Y se nos quedaba bien adentro metida la
imagen de aquel todopoderoso que nos miraba vigilante colgado en la pared
central de la escuela, junto a la cruz donde boqueaba agonizante aquella figura
desgarrada de dolor con el paño blanco cubriéndole las vergüenzas. Miradas de reojo
por el pijaito de pelo engominado retratado a su lado, arremangada su camisa bordada
en rojo con flechas yugoladas.
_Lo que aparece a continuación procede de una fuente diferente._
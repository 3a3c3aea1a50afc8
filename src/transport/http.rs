//! reqwest based transport.

use async_trait::async_trait;
use reqwest::header::{CONTENT_TYPE, USER_AGENT};
use reqwest::Client;
use std::sync::atomic::{AtomicBool, Ordering};
use std::time::Duration;

use crate::client::query::{request_url, SolrQuery, USER_AGENT as CLIENT_USER_AGENT};
use crate::client::server::SolrServer;
use crate::config::TimeoutConfig;
use crate::error::TransportError;
use crate::transport::{RawResponse, Transport};

/// HTTP transport backed by a pooled `reqwest::Client`.
#[derive(Debug)]
pub struct HttpTransport {
    client: Client,
    request_timeout: Duration,
    closed: AtomicBool,
}

impl HttpTransport {
    /// Create a transport with its own connection pool.
    pub fn new(timeouts: &TimeoutConfig) -> Result<Self, TransportError> {
        let request_timeout = Duration::from_secs(timeouts.request_secs);
        let client = Client::builder()
            .connect_timeout(Duration::from_secs(timeouts.connect_secs))
            .timeout(request_timeout)
            .build()?;

        Ok(Self::with_client(client, request_timeout))
    }

    /// Wrap an existing client. The User-Agent is still set per request.
    pub fn with_client(client: Client, request_timeout: Duration) -> Self {
        Self {
            client,
            request_timeout,
            closed: AtomicBool::new(false),
        }
    }

    pub fn client(&self) -> &Client {
        &self.client
    }

    pub fn is_closed(&self) -> bool {
        self.closed.load(Ordering::Acquire)
    }

    fn classify(&self, err: reqwest::Error) -> TransportError {
        if err.is_timeout() {
            TransportError::Timeout(self.request_timeout)
        } else if err.is_connect() {
            TransportError::Connect(err.to_string())
        } else {
            TransportError::Http(err)
        }
    }
}

#[async_trait]
impl Transport for HttpTransport {
    async fn send(
        &self,
        server: &SolrServer,
        query: &SolrQuery,
        writer_type: &str,
    ) -> Result<RawResponse, TransportError> {
        if self.is_closed() {
            return Err(TransportError::Closed);
        }

        let url = request_url(server, query, writer_type);
        tracing::debug!(url = %url, "Sending request");

        let response = self
            .client
            .get(&url)
            .header(USER_AGENT, CLIENT_USER_AGENT)
            .send()
            .await
            .map_err(|e| self.classify(e))?;

        let status = response.status();
        let content_type = response
            .headers()
            .get(CONTENT_TYPE)
            .and_then(|v| v.to_str().ok())
            .map(str::to_string);
        let body = response.bytes().await.map_err(|e| self.classify(e))?;

        Ok(RawResponse {
            status: status.as_u16(),
            status_text: status.canonical_reason().unwrap_or_default().to_string(),
            content_type,
            url,
            body: body.to_vec(),
        })
    }

    fn close(&self) {
        if !self.closed.swap(true, Ordering::AcqRel) {
            tracing::debug!("HTTP transport closed");
        }
    }
}

#[cfg(test)]
mod tests {
    use super::*;

    #[tokio::test]
    async fn test_send_after_close_fails() {
        let transport = HttpTransport::new(&TimeoutConfig::default()).unwrap();
        transport.close();
        transport.close();
        assert!(transport.is_closed());

        let server = SolrServer::new("http://127.0.0.1:1/solr").unwrap();
        let err = transport
            .send(&server, &SolrQuery::new("*:*"), "json")
            .await
            .unwrap_err();
        assert!(matches!(err, TransportError::Closed));
    }

    #[tokio::test]
    async fn test_connection_refused_is_connect_error() {
        let listener = std::net::TcpListener::bind("127.0.0.1:0").unwrap();
        let addr = listener.local_addr().unwrap();
        drop(listener);

        let transport = HttpTransport::new(&TimeoutConfig::default()).unwrap();
        let server = SolrServer::new(&format!("http://{}/solr", addr)).unwrap();
        let err = transport
            .send(&server, &SolrQuery::new("*:*"), "json")
            .await
            .unwrap_err();
        assert!(matches!(err, TransportError::Connect(_)), "{err:?}");
    }
}
//! Load balancing subsystem.
//!
//! # Data Flow
//! ```text
//! Dispatch engine needs a server
//!     → LoadBalancer::select_server(query)
//!         - single.rs (always the same server)
//!         - round_robin.rs (rotate through healthy servers)
//!     → pool.rs (registry + state.rs health per server)
//!     → Some(server) or None (no server available)
//!
//! Health observer
//!     → LoadBalancer::servers() → probe each
//!     → LoadBalancer::update_server_state(server, healthy)
//! ```
//!
//! # Design Decisions
//! - The dispatch engine only sees the trait; strategies are pluggable
//! - Unhealthy servers are excluded from selection
//! - Health state is per server, shared by every in-flight query

pub mod pool;
pub mod round_robin;
pub mod single;
pub mod state;

use std::fmt;
use std::sync::Arc;

use crate::client::query::SolrQuery;
use crate::client::server::SolrServer;

pub use pool::ServerPool;
pub use round_robin::RoundRobin;
pub use single::SingleServer;
pub use state::{HealthState, Thresholds};

/// Picks the server for the next attempt.
pub trait LoadBalancer: Send + Sync + fmt::Debug {
    /// Candidate server for `query`, or `None` when nothing is available.
    fn select_server(&self, query: &SolrQuery) -> Option<Arc<SolrServer>>;

    /// Every registered server, in registration order.
    fn servers(&self) -> Vec<Arc<SolrServer>>;

    /// Result of an out-of-band health check.
    fn update_server_state(&self, _server: &SolrServer, _healthy: bool) {}

    /// Whether `server` is currently eligible for selection.
    fn is_server_healthy(&self, _server: &SolrServer) -> bool {
        true
    }
}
Detrás justo del sillón ennegrecido de madera
sobada que ocupó siempre y en todo lugar el maestro, quien nos hacía cantar
todos los días , antes y después, aquellos himnos gritones de los luceros que
nunca supimos qué eran, de la primavera dicente siempre que reía y del paso
alegre de una paz manchada por aquel marxismo del que nos apuntaba la lectura,
que vete tú a saber qué significaba la dichosa palabreja de la que los más
mayores sólo nos decían que se escribía con equis, oye tú, con equis.
Y por supuesto nos daban miedo las
momias en que nos íbamos a convertir si aquel soldado de la estampa paginada
apretaba el gatillo y nos cascaba el balazo.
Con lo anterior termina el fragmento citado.